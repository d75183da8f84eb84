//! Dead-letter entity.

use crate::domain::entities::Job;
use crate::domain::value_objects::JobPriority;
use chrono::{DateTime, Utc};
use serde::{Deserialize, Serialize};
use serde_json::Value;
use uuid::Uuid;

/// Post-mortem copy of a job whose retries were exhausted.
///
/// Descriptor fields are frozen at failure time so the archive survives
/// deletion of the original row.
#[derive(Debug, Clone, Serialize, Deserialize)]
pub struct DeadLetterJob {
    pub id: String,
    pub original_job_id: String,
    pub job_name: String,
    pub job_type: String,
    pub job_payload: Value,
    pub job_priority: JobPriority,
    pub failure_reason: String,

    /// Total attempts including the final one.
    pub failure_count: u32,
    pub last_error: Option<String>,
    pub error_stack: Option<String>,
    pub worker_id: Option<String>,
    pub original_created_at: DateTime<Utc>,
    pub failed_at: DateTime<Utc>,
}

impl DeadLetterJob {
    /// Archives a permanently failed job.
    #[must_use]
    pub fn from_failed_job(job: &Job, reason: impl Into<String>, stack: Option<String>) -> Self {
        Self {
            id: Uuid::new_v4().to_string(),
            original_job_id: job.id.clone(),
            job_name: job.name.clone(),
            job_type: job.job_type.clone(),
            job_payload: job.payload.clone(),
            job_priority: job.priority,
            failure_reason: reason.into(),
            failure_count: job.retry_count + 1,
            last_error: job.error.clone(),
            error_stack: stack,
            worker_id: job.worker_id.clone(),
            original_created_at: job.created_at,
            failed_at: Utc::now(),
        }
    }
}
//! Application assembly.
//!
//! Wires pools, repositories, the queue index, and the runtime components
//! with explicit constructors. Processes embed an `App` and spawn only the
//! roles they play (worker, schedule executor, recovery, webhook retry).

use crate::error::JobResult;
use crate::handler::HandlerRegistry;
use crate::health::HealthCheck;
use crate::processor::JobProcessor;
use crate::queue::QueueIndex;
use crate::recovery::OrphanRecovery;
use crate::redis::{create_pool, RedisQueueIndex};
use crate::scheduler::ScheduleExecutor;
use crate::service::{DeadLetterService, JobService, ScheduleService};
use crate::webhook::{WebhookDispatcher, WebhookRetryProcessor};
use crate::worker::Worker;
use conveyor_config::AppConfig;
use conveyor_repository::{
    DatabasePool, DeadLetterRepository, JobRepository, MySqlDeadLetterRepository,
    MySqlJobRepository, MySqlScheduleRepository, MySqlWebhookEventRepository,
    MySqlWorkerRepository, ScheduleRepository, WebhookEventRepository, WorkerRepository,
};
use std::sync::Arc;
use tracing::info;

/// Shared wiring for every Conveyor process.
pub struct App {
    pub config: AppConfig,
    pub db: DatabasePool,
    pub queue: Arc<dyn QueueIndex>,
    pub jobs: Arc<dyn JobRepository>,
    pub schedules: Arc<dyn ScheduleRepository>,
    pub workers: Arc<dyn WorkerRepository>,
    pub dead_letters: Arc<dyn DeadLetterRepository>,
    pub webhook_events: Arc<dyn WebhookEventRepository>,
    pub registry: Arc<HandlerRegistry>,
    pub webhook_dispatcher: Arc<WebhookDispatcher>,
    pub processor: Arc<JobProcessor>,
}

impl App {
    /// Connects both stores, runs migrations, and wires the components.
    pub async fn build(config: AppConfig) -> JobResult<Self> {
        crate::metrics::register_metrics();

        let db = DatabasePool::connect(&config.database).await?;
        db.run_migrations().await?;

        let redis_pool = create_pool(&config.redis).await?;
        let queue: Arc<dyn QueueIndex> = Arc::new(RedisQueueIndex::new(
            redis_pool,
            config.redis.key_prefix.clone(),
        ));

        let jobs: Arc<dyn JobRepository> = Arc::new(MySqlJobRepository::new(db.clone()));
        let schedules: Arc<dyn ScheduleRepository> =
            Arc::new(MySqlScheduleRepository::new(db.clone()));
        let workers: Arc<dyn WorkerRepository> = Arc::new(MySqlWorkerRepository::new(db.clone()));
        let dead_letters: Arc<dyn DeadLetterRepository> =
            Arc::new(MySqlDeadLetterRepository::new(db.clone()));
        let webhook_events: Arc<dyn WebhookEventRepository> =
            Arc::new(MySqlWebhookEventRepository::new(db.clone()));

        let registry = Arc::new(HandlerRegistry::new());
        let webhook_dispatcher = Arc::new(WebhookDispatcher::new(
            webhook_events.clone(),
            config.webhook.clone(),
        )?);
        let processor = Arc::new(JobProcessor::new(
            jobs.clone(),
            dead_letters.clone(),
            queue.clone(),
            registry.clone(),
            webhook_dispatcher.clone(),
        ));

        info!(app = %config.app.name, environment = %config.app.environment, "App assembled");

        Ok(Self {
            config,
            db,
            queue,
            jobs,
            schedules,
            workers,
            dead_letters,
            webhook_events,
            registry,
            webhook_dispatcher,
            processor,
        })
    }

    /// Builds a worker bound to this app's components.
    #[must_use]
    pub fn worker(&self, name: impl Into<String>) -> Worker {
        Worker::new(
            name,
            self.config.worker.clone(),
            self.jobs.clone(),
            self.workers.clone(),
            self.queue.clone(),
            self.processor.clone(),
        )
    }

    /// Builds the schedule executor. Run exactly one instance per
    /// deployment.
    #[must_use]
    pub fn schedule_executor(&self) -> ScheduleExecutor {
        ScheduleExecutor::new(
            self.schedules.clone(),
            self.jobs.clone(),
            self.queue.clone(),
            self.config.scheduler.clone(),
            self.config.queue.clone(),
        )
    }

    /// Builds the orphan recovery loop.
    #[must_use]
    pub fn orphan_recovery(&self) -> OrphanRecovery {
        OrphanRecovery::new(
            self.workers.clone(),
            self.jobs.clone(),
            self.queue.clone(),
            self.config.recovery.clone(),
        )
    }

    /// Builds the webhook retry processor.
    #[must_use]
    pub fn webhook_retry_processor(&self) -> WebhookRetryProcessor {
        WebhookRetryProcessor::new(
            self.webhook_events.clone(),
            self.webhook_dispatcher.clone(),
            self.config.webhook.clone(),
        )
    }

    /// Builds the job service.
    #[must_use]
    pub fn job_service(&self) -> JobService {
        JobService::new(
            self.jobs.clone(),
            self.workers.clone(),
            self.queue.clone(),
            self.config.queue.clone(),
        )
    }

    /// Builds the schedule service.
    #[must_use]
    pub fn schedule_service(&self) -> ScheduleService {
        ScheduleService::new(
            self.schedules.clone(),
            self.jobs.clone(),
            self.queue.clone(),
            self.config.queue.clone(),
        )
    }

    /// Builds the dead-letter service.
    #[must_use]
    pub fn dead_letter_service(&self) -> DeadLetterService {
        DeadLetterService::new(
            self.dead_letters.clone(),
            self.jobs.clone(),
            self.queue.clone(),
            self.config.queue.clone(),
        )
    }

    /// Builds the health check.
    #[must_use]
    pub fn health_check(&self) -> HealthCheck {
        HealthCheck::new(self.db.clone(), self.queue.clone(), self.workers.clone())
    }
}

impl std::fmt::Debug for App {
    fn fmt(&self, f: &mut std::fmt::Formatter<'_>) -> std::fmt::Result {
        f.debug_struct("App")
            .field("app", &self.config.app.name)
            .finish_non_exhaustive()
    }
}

───

PROBLEM:
Look in the material above for the line with "Arc::new(MySqlScheduleRepository::new(db.clone()));" and the line with "let webhook_events: Arc<dyn", and transcribe exactly those lines and all lines between them, nothing more.

REPLY:
            Arc::new(MySqlScheduleRepository::new(db.clone()));
        let workers: Arc<dyn WorkerRepository> = Arc::new(MySqlWorkerRepository::new(db.clone()));
        let dead_letters: Arc<dyn DeadLetterRepository> =
            Arc::new(MySqlDeadLetterRepository::new(db.clone()));
        let webhook_events: Arc<dyn WebhookEventRepository> =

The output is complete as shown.